The thesis is clear: Leo XIV’s substitution of “charity” for the rigorous, objective administration of justice—rooted in the immutable law of God—epitomizes the post-conciliar Church’s descent into naturalistic humanism and sentimentalism, where legal outcomes are bent to serve institutional reputation and ecclesial “unity” rather than truth and right order. This approach is a direct betrayal of Catholic doctrine on justice, the common good, and the sovereignty of Christ the King over all human institutions.
The “Ordered Charity” Heresy: Subverting Justice with Sentiment
Leo XIV’s central thesis—that authentic justice is “the exercise of an ordered form of charity”—is a radical innovation with no basis in Catholic theological or juridical tradition before 1958. It inverts the proper order: justice is a cardinal virtue distinct from charity, though both are perfected in the supernatural life. St. Thomas Aquinas, whom Leo quotes, states unequivocally: “Justice is a habit whereby a man renders to each one his due by a constant and perpetual will.” (Summa Theologiae II-II, Q. 58, A. 1). Charity, as the theological virtue, “benevolent love” of God and neighbor, informs justice but does not redefine its objective content. To conflate them is to make justice subjective, dependent on the discretionary “balance” of the judge rather than on the inviolable rights of God and man.
The pope’s language is steeped in the naturalism condemned by Pope Pius IX. The Syllabus of Errors (1864) anathematizes the proposition that “moral laws do not stand in need of the divine sanction” (#56) and that “the science of philosophical things and morals… may and ought to keep aloof from divine and ecclesiastical authority” (#57). By presenting justice as primarily a “virtue that helps to build communion” and “stabilize the life of the community,” Leo XIV reduces it to a sociological function—a tool for “social coherence”—rather than a duty owed to God first and foremost. This is the “cult of man” denounced by St. Pius X in Pascendi Dominici gregis (1907), where Modernism “substitutes a sentimental and emotional religion for the rational religion of the intellect.”
Furthermore, the phrase “in the light of the mission that guides the action of the Church” is a coded reference to the post-conciliar “Church of the people” and its pastoral orientation, which subordinates doctrine and law to perceived pastoral “needs.” This is the hermeneutic of discontinuity in action. The “mission” of the Catholic Church, as defined by her divine Founder, is to teach all nations to observe all things whatsoever He has commanded (Matt. 28:20)—a mission of doctrinal and juridical integrity, not of adaptive “unity.” Leo’s framework, therefore, implicitly rejects the exclusive, missionary, and dogmatic nature of the Catholic Church.

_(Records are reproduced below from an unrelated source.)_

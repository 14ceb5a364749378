//! Pipeline configuration loaded from environment variables.

use std::path::PathBuf;
use std::str::FromStr;
use std::time::Duration;

/// Engine output lines that mean "these images cannot be stitched".
pub const DEFAULT_FAILURE_MARKERS: [&str; 5] = [
    "Could not find control points for all images",
    "not stitching the panorama",
    "No control points found",
    "Unable to align images",
    "Optimization failed",
];

/// Path prefix under which published panoramas are served.
pub const RESULT_URL_PREFIX: &str = "/api/v1/panoramas";

const DEFAULT_ENGINE_PATH: &str = "~/ptgui_trial_13.0/PTGui";
const DEFAULT_LOCAL_REMOTE_ROOT: &str = "/tmp/panorama_jobs";

#[derive(Debug, thiserror::Error)]
pub enum ConfigError {
    #[error("{0} must be set")]
    Missing(&'static str),

    #[error("{key} has invalid value '{value}': {reason}")]
    Invalid {
        key: &'static str,
        value: String,
        reason: String,
    },

    #[error("SSH key file not found at {0}")]
    KeyNotFound(PathBuf),
}

/// Where the engine runs.
#[derive(Debug, Clone, Copy, PartialEq, Eq)]
pub enum RemoteMode {
    /// A separate host reached over ssh/scp.
    Ssh,
    /// This machine; commands run through `bash -c`.
    Local,
}

impl FromStr for RemoteMode {
    type Err = String;

    fn from_str(s: &str) -> Result<Self, Self::Err> {
        match s.trim().to_ascii_lowercase().as_str() {
            "ssh" => Ok(Self::Ssh),
            "local" => Ok(Self::Local),
            other => Err(format!("expected 'ssh' or 'local', got '{other}'")),
        }
    }
}

#[derive(Debug, Clone, PartialEq, Eq)]
pub struct SshSettings {
    pub host: String,
    pub user: String,
    pub key_path: PathBuf,
}

#[derive(Debug, Clone, PartialEq, Eq)]
pub enum RemoteSettings {
    Ssh(SshSettings),
    Local,
}

impl RemoteSettings {
    pub fn mode(&self) -> RemoteMode {
        match self {
            Self::Ssh(_) => RemoteMode::Ssh,
            Self::Local => RemoteMode::Local,
        }
    }
}

/// Upper bounds for each class of remote call.
#[derive(Debug, Clone, Copy, PartialEq, Eq)]
pub struct Timeouts {
    pub probe: Duration,
    pub command: Duration,
    pub transfer: Duration,
    pub engine: Duration,
}

impl Default for Timeouts {
    fn default() -> Self {
        Self {
            probe: Duration::from_secs(10),
            command: Duration::from_secs(60),
            transfer: Duration::from_secs(300),
            engine: Duration::from_secs(900),
        }
    }
}

impl Timeouts {
    /// Longest a single job can spend on remote calls.
    ///
    /// One probe, two transfers, two engine phases and five plain commands
    /// (mkdir, upload check, project check, output listing, cleanup).
    pub fn job_budget(&self) -> Duration {
        self.probe + self.command * 5 + self.transfer * 2 + self.engine * 2
    }
}

/// Where `sourceRefs` are resolved for JSON-bodied requests.
#[derive(Debug, Clone, PartialEq, Eq)]
pub enum CatalogSettings {
    Http {
        base_url: String,
        token: Option<String>,
    },
    Directory(PathBuf),
    /// Only multipart uploads are accepted.
    None,
}

#[derive(Debug, Clone)]
pub struct PipelineConfig {
    pub staging_root: PathBuf,
    pub results_root: PathBuf,
    /// Absolute directory on the compute host that holds one dir per job.
    pub remote_root: String,
    pub remote: RemoteSettings,
    pub engine_path: String,
    pub input_extension: String,
    pub output_extension: String,
    pub failure_markers: Vec<String>,
    pub timeouts: Timeouts,
    /// Skip workspace cleanup after a job terminates.
    pub keep_workspaces: bool,
    pub catalog: CatalogSettings,
    pub result_url_prefix: String,
}

impl PipelineConfig {
    /// Load configuration from environment variables.
    ///
    /// | Env Var                  | Default                             |
    /// |--------------------------|-------------------------------------|
    /// | `STAGING_ROOT`           | `./tmp/staging`                     |
    /// | `RESULTS_ROOT`           | `./tmp/panoramas`                   |
    /// | `REMOTE_MODE`            | `ssh`                               |
    /// | `REMOTE_HOST`            | required in ssh mode                |
    /// | `REMOTE_USER`            | `ubuntu`                            |
    /// | `SSH_KEY_PATH`           | required in ssh mode                |
    /// | `REMOTE_ROOT`            | `/home/{user}/panorama_jobs` (ssh), `/tmp/panorama_jobs` (local) |
    /// | `ENGINE_PATH`            | `~/ptgui_trial_13.0/PTGui`          |
    /// | `ENGINE_FAILURE_MARKERS` | built-in markers, `|`-separated     |
    /// | `INPUT_EXTENSION`        | `jpg`                               |
    /// | `OUTPUT_EXTENSION`       | `jpg`                               |
    /// | `PROBE_TIMEOUT_SECS`     | `10`                                |
    /// | `COMMAND_TIMEOUT_SECS`   | `60`                                |
    /// | `TRANSFER_TIMEOUT_SECS`  | `300`                               |
    /// | `ENGINE_TIMEOUT_SECS`    | `900`                               |
    /// | `KEEP_WORKSPACES`        | `false`                             |
    /// | `CATALOG_URL`            | unset                               |
    /// | `CATALOG_TOKEN`          | unset                               |
    /// | `CATALOG_DIR`            | unset (ignored if `CATALOG_URL` set)|
    pub fn from_env() -> Result<Self, ConfigError> {
        Self::from_lookup(|key| std::env::var(key).ok())
    }

    /// Same as [`from_env`](Self::from_env) but reading from `lookup`.
    pub fn from_lookup(lookup: impl Fn(&str) -> Option<String>) -> Result<Self, ConfigError> {
        let get = |key: &str| lookup(key).filter(|v| !v.trim().is_empty());

        let mode = match get("REMOTE_MODE") {
            Some(raw) => raw.parse::<RemoteMode>().map_err(|reason| ConfigError::Invalid {
                key: "REMOTE_MODE",
                value: raw,
                reason,
            })?,
            None => RemoteMode::Ssh,
        };

        let remote = match mode {
            RemoteMode::Ssh => RemoteSettings::Ssh(SshSettings {
                host: get("REMOTE_HOST").ok_or(ConfigError::Missing("REMOTE_HOST"))?,
                user: get("REMOTE_USER").unwrap_or_else(|| "ubuntu".into()),
                key_path: get("SSH_KEY_PATH")
                    .map(PathBuf::from)
                    .ok_or(ConfigError::Missing("SSH_KEY_PATH"))?,
            }),
            RemoteMode::Local => RemoteSettings::Local,
        };

        let remote_root = match (get("REMOTE_ROOT"), &remote) {
            (Some(root), _) => root,
            (None, RemoteSettings::Ssh(ssh)) => format!("/home/{}/panorama_jobs", ssh.user),
            (None, RemoteSettings::Local) => DEFAULT_LOCAL_REMOTE_ROOT.into(),
        };
        if !remote_root.starts_with('/') {
            return Err(ConfigError::Invalid {
                key: "REMOTE_ROOT",
                value: remote_root,
                reason: "must be an absolute path".into(),
            });
        }

        let failure_markers = match get("ENGINE_FAILURE_MARKERS") {
            Some(raw) => raw
                .split('|')
                .map(str::trim)
                .filter(|m| !m.is_empty())
                .map(str::to_string)
                .collect(),
            None => DEFAULT_FAILURE_MARKERS.map(str::to_string).to_vec(),
        };

        let catalog = match (get("CATALOG_URL"), get("CATALOG_DIR")) {
            (Some(base_url), _) => CatalogSettings::Http {
                base_url: base_url.trim_end_matches('/').to_string(),
                token: get("CATALOG_TOKEN"),
            },
            (None, Some(dir)) => CatalogSettings::Directory(PathBuf::from(dir)),
            (None, None) => CatalogSettings::None,
        };

        let defaults = Timeouts::default();
        Ok(Self {
            staging_root: get("STAGING_ROOT")
                .unwrap_or_else(|| "./tmp/staging".into())
                .into(),
            results_root: get("RESULTS_ROOT")
                .unwrap_or_else(|| "./tmp/panoramas".into())
                .into(),
            remote_root: remote_root.trim_end_matches('/').to_string(),
            remote,
            engine_path: get("ENGINE_PATH").unwrap_or_else(|| DEFAULT_ENGINE_PATH.into()),
            input_extension: extension(get("INPUT_EXTENSION")),
            output_extension: extension(get("OUTPUT_EXTENSION")),
            failure_markers,
            timeouts: Timeouts {
                probe: secs(&get, "PROBE_TIMEOUT_SECS", defaults.probe)?,
                command: secs(&get, "COMMAND_TIMEOUT_SECS", defaults.command)?,
                transfer: secs(&get, "TRANSFER_TIMEOUT_SECS", defaults.transfer)?,
                engine: secs(&get, "ENGINE_TIMEOUT_SECS", defaults.engine)?,
            },
            keep_workspaces: flag(&get, "KEEP_WORKSPACES")?,
            catalog,
            result_url_prefix: RESULT_URL_PREFIX.into(),
        })
    }

    /// Configuration for running the engine on this machine.
    pub fn local(
        staging_root: impl Into<PathBuf>,
        results_root: impl Into<PathBuf>,
        remote_root: impl Into<String>,
        engine_path: impl Into<String>,
    ) -> Self {
        Self {
            staging_root: staging_root.into(),
            results_root: results_root.into(),
            remote_root: remote_root.into(),
            remote: RemoteSettings::Local,
            engine_path: engine_path.into(),
            input_extension: "jpg".into(),
            output_extension: "jpg".into(),
            failure_markers: DEFAULT_FAILURE_MARKERS.map(str::to_string).to_vec(),
            timeouts: Timeouts::default(),
            keep_workspaces: false,
            catalog: CatalogSettings::None,
            result_url_prefix: RESULT_URL_PREFIX.into(),
        }
    }
}

fn extension(value: Option<String>) -> String {
    value
        .map(|v| v.trim().trim_start_matches('.').to_ascii_lowercase())
        .unwrap_or_else(|| "jpg".into())
}

fn secs(
    get: &impl Fn(&str) -> Option<String>,
    key: &'static str,
    default: Duration,
) -> Result<Duration, ConfigError> {
    match get(key) {
        None => Ok(default),
        Some(raw) => match raw.trim().parse::<u64>() {
            Ok(0) | Err(_) => Err(ConfigError::Invalid {
                key,
                value: raw,
                reason: "expected a positive number of seconds".into(),
            }),
            Ok(n) => Ok(Duration::from_secs(n)),
        },
    }
}

fn flag(get: &impl Fn(&str) -> Option<String>, key: &'static str) -> Result<bool, ConfigError> {
    match get(key) {
        None => Ok(false),
        Some(raw) => match raw.trim().to_ascii_lowercase().as_str() {
            "1" | "true" | "yes" => Ok(true),
            "0" | "false" | "no" => Ok(false),
            _ => Err(ConfigError::Invalid {
                key,
                value: raw,
                reason: "expected true or false".into(),
            }),
        },
    }
}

Silence on the Supernatural: The Grave Omission
The analysis must focus on what the article, following Leo’s lead, omits: any reference to the supernatural end of man, the necessity of grace, the Sacraments, or the Final Judgment. The pope speaks of “the dignity of every person” and “the credibility of institutions” in purely natural terms. This is a fundamental error. Catholic justice, as taught by the pre-1958 Magisterium, is always ordered to the supernatural common good: the salvation of souls. Pope Pius XI in Quas Primas (1925) is explicit: the kingdom of Christ “encompasses all men… He is the source of salvation for individuals and for the whole.” The temporal order, including its laws and courts, must be subordinate to this end. The Syllabus (#19) condemns the error that “the Church is not a true and perfect society… but it appertains to the civil power to define what are the rights of the Church.” Leo’s address, by making the Vatican court’s mission one of “building communion” and “protecting the legal order” of the city-state, implicitly accepts the separation of the spiritual from the temporal—a core Modernist error.
The “common good” invoked by Leo is not the Catholic common good defined by the social kingship of Christ. Pope Leo XIII in Rerum Novarum (1891) grounds the common good in the “moral law” and the “authority of God.” Pius XI in Quas Primas declares that “when God and Jesus Christ were removed from laws and states… the foundations of that authority were destroyed.” The “common good” of the conciliar sect, however, is the preservation of its own institutional power and appearance of unity, even at the cost of truth and justice. This is why the article notes the Vatican’s interest in a “charitable” outcome for Becciu—a cardinal who embodies the arrogance of the post-conciliar elite—while Milone, the whistleblower, is stonewalled.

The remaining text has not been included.